— PROBLEM DESCRIPTION —
Start at the first line of the material. Repeat each line exactly through the one containing "use crate::options::RealmOptions;", then stop.

※

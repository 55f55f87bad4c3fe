//! The realm: arenas for objects, functions and classes
//!
//! The realm provides the primitives the composition algorithms are built
//! on: creating objects that delegate to other objects, reading and writing
//! property descriptors, delegated lookup and assignment, and calling native
//! functions.

use std::rc::Rc;

use crate::class::{Class, ClassRegistry};
use crate::error::{StrapsError, StrapsResult};
use crate::function::{Function, Invocation, Method, OverrideLink};
use crate::object::{Object, Property, PropertyDescriptor, Slot};
use crate::options::RealmOptions;
use crate::value::{ClassId, FunctionId, ObjectId, Value};

/// A value found by delegated lookup, with the link of the field holding it
#[derive(Debug, Clone)]
pub(crate) struct Resolved {
    pub(crate) value: Value,
    pub(crate) link: Option<Rc<OverrideLink>>,
}

/// Arena owning every object, function and class
pub struct Realm {
    options: RealmOptions,
    objects: Vec<Object>,
    functions: Vec<Function>,
    pub(crate) classes: ClassRegistry,
    object_class: ClassId,
    base_class: ClassId,
    depth: usize,
}

impl Realm {
    /// Create a realm with default options
    pub fn new() -> Self {
        Self::with_options(RealmOptions::default())
    }

    /// Create a realm with specific options
    pub fn with_options(options: RealmOptions) -> Self {
        let mut realm = Self {
            options,
            objects: Vec::new(),
            functions: Vec::new(),
            classes: ClassRegistry::new(),
            object_class: ClassId(0),
            base_class: ClassId(0),
            depth: 0,
        };
        let (object_class, base_class) = realm.bootstrap();
        realm.object_class = object_class;
        realm.base_class = base_class;
        realm
    }

    /// Options this realm was created with
    pub fn options(&self) -> &RealmOptions {
        &self.options
    }

    /// The generic record class
    pub fn object_class(&self) -> ClassId {
        self.object_class
    }

    /// The root class for composition
    pub fn base_class(&self) -> ClassId {
        self.base_class
    }

    // ========================================================================
    // Functions
    // ========================================================================

    /// Register a native function declaring `arity` parameters
    pub fn define_function<F>(&mut self, name: &str, arity: usize, body: F) -> FunctionId
    where
        F: Fn(&mut Realm, &Invocation) -> StrapsResult<Value> + 'static,
    {
        let id = FunctionId::from_index(self.functions.len());
        self.functions.push(Function {
            name: Rc::from(name),
            arity,
            body: Rc::new(body),
        });
        id
    }

    /// Function metadata
    pub fn function(&self, id: FunctionId) -> &Function {
        &self.functions[id.index()]
    }

    /// Call a function with no override link
    pub fn call(&mut self, function: FunctionId, this: Value, args: Vec<Value>) -> StrapsResult<Value> {
        self.call_method(&Method::new(function), this, args)
    }

    /// Call a value, failing unless it is a function
    pub fn call_value(&mut self, callee: &Value, this: Value, args: Vec<Value>) -> StrapsResult<Value> {
        match callee {
            Value::Function(function) => self.call(*function, this, args),
            other => Err(StrapsError::NotCallable(other.type_name().to_string())),
        }
    }

    /// Call a function, passing `method.base` as its override link
    pub fn call_method(&mut self, method: &Method, this: Value, args: Vec<Value>) -> StrapsResult<Value> {
        if self.depth >= self.options.max_call_depth {
            return Err(StrapsError::CallDepthExceeded(self.options.max_call_depth));
        }
        let body = self.functions[method.function.index()].body.clone();
        let invocation = Invocation {
            this,
            args,
            callee: method.function,
            base: method.base.clone(),
        };
        self.depth += 1;
        let result = body(self, &invocation);
        self.depth -= 1;
        result
    }

    /// Look up `name` on `target` and call it with `target` as receiver.
    ///
    /// Objects resolve through their delegation chain, classes through their
    /// static fields. The field's override link is handed to the callee.
    pub fn invoke(
        &mut self,
        target: impl Into<Value>,
        name: &str,
        args: Vec<Value>,
    ) -> StrapsResult<Value> {
        let target = target.into();
        let host = self
            .field_host(&target)
            .ok_or_else(|| StrapsError::NotCallable(format!("{}.{}", target.type_name(), name)))?;
        let found = self
            .lookup(host, name)
            .map(|(_, prop)| (prop.descriptor.slot.clone(), prop.link.clone()));
        let method = match found {
            Some((
                Slot::Data {
                    value: Value::Function(function),
                    ..
                },
                link,
            )) => Some(Method {
                function,
                base: link,
            }),
            Some((Slot::Accessor { .. }, _)) => {
                match self.resolve_for(host, name, target.clone())? {
                    Some(Resolved {
                        value: Value::Function(function),
                        ..
                    }) => Some(Method::new(function)),
                    _ => None,
                }
            }
            _ => None,
        };
        match method {
            Some(method) => self.call_method(&method, target, args),
            None => Err(StrapsError::NotCallable(format!("'{}' is not a method", name))),
        }
    }

    // ========================================================================
    // Objects
    // ========================================================================

    /// Object storage
    pub fn object(&self, id: ObjectId) -> &Object {
        &self.objects[id.index()]
    }

    fn object_mut(&mut self, id: ObjectId) -> &mut Object {
        &mut self.objects[id.index()]
    }

    /// Create an empty object delegating field lookup to `proto`
    pub fn create(&mut self, proto: Option<ObjectId>) -> ObjectId {
        let id = ObjectId::from_index(self.objects.len());
        self.objects.push(Object::new(proto));
        id
    }

    /// Create a plain record
    pub fn record(&mut self) -> ObjectId {
        let template = self.classes.get(self.object_class).template;
        self.create(Some(template))
    }

    /// Create an array-like record with a non-enumerable `length`
    pub fn array(&mut self, values: impl IntoIterator<Item = Value>) -> ObjectId {
        let id = self.record();
        let mut length = 0usize;
        for (index, value) in values.into_iter().enumerate() {
            self.define(id, &index.to_string(), PropertyDescriptor::data(value));
            length = index + 1;
        }
        self.define(
            id,
            "length",
            PropertyDescriptor::data(length as f64).enumerable(false),
        );
        id
    }

    /// Delegation parent of `obj`
    pub fn prototype_of(&self, obj: ObjectId) -> Option<ObjectId> {
        self.object(obj).proto()
    }

    /// Own descriptor of `name`
    pub fn describe(&self, obj: ObjectId, name: &str) -> Option<PropertyDescriptor> {
        self.object(obj).descriptor(name).cloned()
    }

    /// Define an own property; see [`define_linked`](Self::define_linked)
    pub fn define(&mut self, obj: ObjectId, name: &str, descriptor: PropertyDescriptor) -> bool {
        self.define_linked(obj, Rc::from(name), descriptor, None)
    }

    /// Delete-then-define.
    ///
    /// A configurable (or missing) property is removed and appended anew. A
    /// non-configurable property keeps its flags; only a writable data value
    /// is replaced by a data descriptor, anything else is left as it is.
    /// Returns whether the property now holds the new descriptor.
    pub(crate) fn define_linked(
        &mut self,
        obj: ObjectId,
        name: Rc<str>,
        descriptor: PropertyDescriptor,
        link: Option<Rc<OverrideLink>>,
    ) -> bool {
        let object = self.object_mut(obj);
        match object.property_mut(&name) {
            Some(existing) if !existing.descriptor.configurable => {
                let replaced = match (&mut existing.descriptor.slot, descriptor.slot) {
                    (
                        Slot::Data {
                            value,
                            writable: true,
                        },
                        Slot::Data { value: new, .. },
                    ) => {
                        *value = new;
                        existing.link = link;
                        true
                    }
                    _ => false,
                };
                if !replaced {
                    tracing::trace!(?obj, %name, "left non-configurable field untouched");
                }
                replaced
            }
            _ => {
                object.remove(&name);
                object.insert(name, Property { descriptor, link });
                true
            }
        }
    }

    /// Delete a configurable own property
    pub fn delete(&mut self, obj: ObjectId, name: &str) -> bool {
        let object = self.object_mut(obj);
        match object.descriptor(name) {
            Some(desc) if !desc.configurable => false,
            Some(_) => object.remove(name).is_some(),
            None => true,
        }
    }

    /// Own property names in insertion order
    pub fn own_keys(&self, obj: ObjectId) -> Vec<Rc<str>> {
        self.object(obj).keys().cloned().collect()
    }

    /// Own enumerable property names in insertion order
    pub fn own_enumerable_keys(&self, obj: ObjectId) -> Vec<Rc<str>> {
        let object = self.object(obj);
        object
            .keys()
            .filter(|name| object.descriptor(name).is_some_and(|d| d.enumerable))
            .cloned()
            .collect()
    }

    /// Check for an own enumerable property
    pub(crate) fn owns_enumerable(&self, obj: ObjectId, name: &str) -> bool {
        self.object(obj).descriptor(name).is_some_and(|d| d.enumerable)
    }

    pub(crate) fn lookup(&self, obj: ObjectId, name: &str) -> Option<(ObjectId, &Property)> {
        let mut current = Some(obj);
        while let Some(id) = current {
            let object = self.object(id);
            if let Some(prop) = object.property(name) {
                return Some((id, prop));
            }
            current = object.proto();
        }
        None
    }

    /// First object in the delegation chain of `obj` owning `name`
    pub fn holder_of(&self, obj: ObjectId, name: &str) -> Option<ObjectId> {
        self.lookup(obj, name).map(|(holder, _)| holder)
    }

    /// Check whether `name` resolves on `obj` or its delegation chain
    pub fn has(&self, obj: ObjectId, name: &str) -> bool {
        self.lookup(obj, name).is_some()
    }

    /// Override link of the field `name` resolves to
    pub fn override_link(&self, obj: ObjectId, name: &str) -> Option<Rc<OverrideLink>> {
        self.lookup(obj, name).and_then(|(_, prop)| prop.link.clone())
    }

    /// Delegated read; getters run with `obj` as receiver
    pub fn get(&mut self, obj: ObjectId, name: &str) -> StrapsResult<Value> {
        Ok(self
            .resolve(obj, name)?
            .map(|resolved| resolved.value)
            .unwrap_or_default())
    }

    /// Delegated read that also reports the link of a data field
    pub(crate) fn resolve(&mut self, obj: ObjectId, name: &str) -> StrapsResult<Option<Resolved>> {
        self.resolve_for(obj, name, Value::Object(obj))
    }

    /// [`resolve`](Self::resolve) with an explicit getter receiver
    pub(crate) fn resolve_for(
        &mut self,
        obj: ObjectId,
        name: &str,
        receiver: Value,
    ) -> StrapsResult<Option<Resolved>> {
        let getter = match self.lookup(obj, name) {
            None => return Ok(None),
            Some((_, prop)) => match &prop.descriptor.slot {
                Slot::Data { value, .. } => {
                    return Ok(Some(Resolved {
                        value: value.clone(),
                        link: prop.link.clone(),
                    }))
                }
                Slot::Accessor { get, .. } => get.clone(),
            },
        };
        let value = match getter {
            Some(method) => self.call_method(&method, receiver, Vec::new())?,
            None => Value::Undefined,
        };
        Ok(Some(Resolved { value, link: None }))
    }

    /// Assignment.
    ///
    /// Setters found by delegation run with `obj` as receiver; a missing
    /// setter or a read-only data field ignores the write. Writable own data
    /// is updated in place, anything else creates an own data field.
    pub fn set(&mut self, obj: ObjectId, name: &str, value: impl Into<Value>) -> StrapsResult<()> {
        let value = value.into();
        enum Plan {
            Setter(Method),
            Update,
            Ignore,
            Create,
        }
        let plan = match self.lookup(obj, name) {
            Some((_, prop)) => match &prop.descriptor.slot {
                Slot::Accessor { set: Some(m), .. } => Plan::Setter(m.clone()),
                Slot::Accessor { set: None, .. } => Plan::Ignore,
                Slot::Data { writable: false, .. } => Plan::Ignore,
                Slot::Data { .. } => {
                    if self.object(obj).contains(name) {
                        Plan::Update
                    } else {
                        Plan::Create
                    }
                }
            },
            None => Plan::Create,
        };
        match plan {
            Plan::Setter(method) => {
                self.call_method(&method, Value::Object(obj), vec![value])?;
            }
            Plan::Update => {
                if let Some(prop) = self.object_mut(obj).property_mut(name) {
                    if let Slot::Data { value: slot, .. } = &mut prop.descriptor.slot {
                        *slot = value;
                    }
                    prop.link = None;
                }
            }
            Plan::Ignore => {}
            Plan::Create => {
                self.object_mut(obj).insert(
                    Rc::from(name),
                    Property {
                        descriptor: PropertyDescriptor::data(value),
                        link: None,
                    },
                );
            }
        }
        Ok(())
    }

    /// Object holding the fields of a value: objects hold their own, classes
    /// hold their statics
    pub fn field_host(&self, value: &Value) -> Option<ObjectId> {
        match value {
            Value::Object(id) => Some(*id),
            Value::Class(id) => Some(self.classes.get(*id).statics),
            _ => None,
        }
    }

    /// Register a class record, used by bootstrap and class derivation
    pub(crate) fn register_class(&mut self, class: Class) -> ClassId {
        self.classes.register(class)
    }
}

impl Default for Realm {
    fn default() -> Self {
        Self::new()
    }
}

impl std::fmt::Debug for Realm {
    fn fmt(&self, f: &mut std::fmt::Formatter<'_>) -> std::fmt::Result {
        f.debug_struct("Realm")
            .field("objects", &self.objects.len())
            .field("functions", &self.functions.len())
            .field("classes", &self.classes.len())
            .finish()
    }
}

※

— EXERCISE RESULT —
repository 55f55f87bad4c3fe
//! The realm: arenas for objects, functions and classes
//!
//! The realm provides the primitives the composition algorithms are built
//! on: creating objects that delegate to other objects, reading and writing
//! property descriptors, delegated lookup and assignment, and calling native
//! functions.

use std::rc::Rc;

use crate::class::{Class, ClassRegistry};
use crate::error::{StrapsError, StrapsResult};
use crate::function::{Function, Invocation, Method, OverrideLink};
use crate::object::{Object, Property, PropertyDescriptor, Slot};
use crate::options::RealmOptions;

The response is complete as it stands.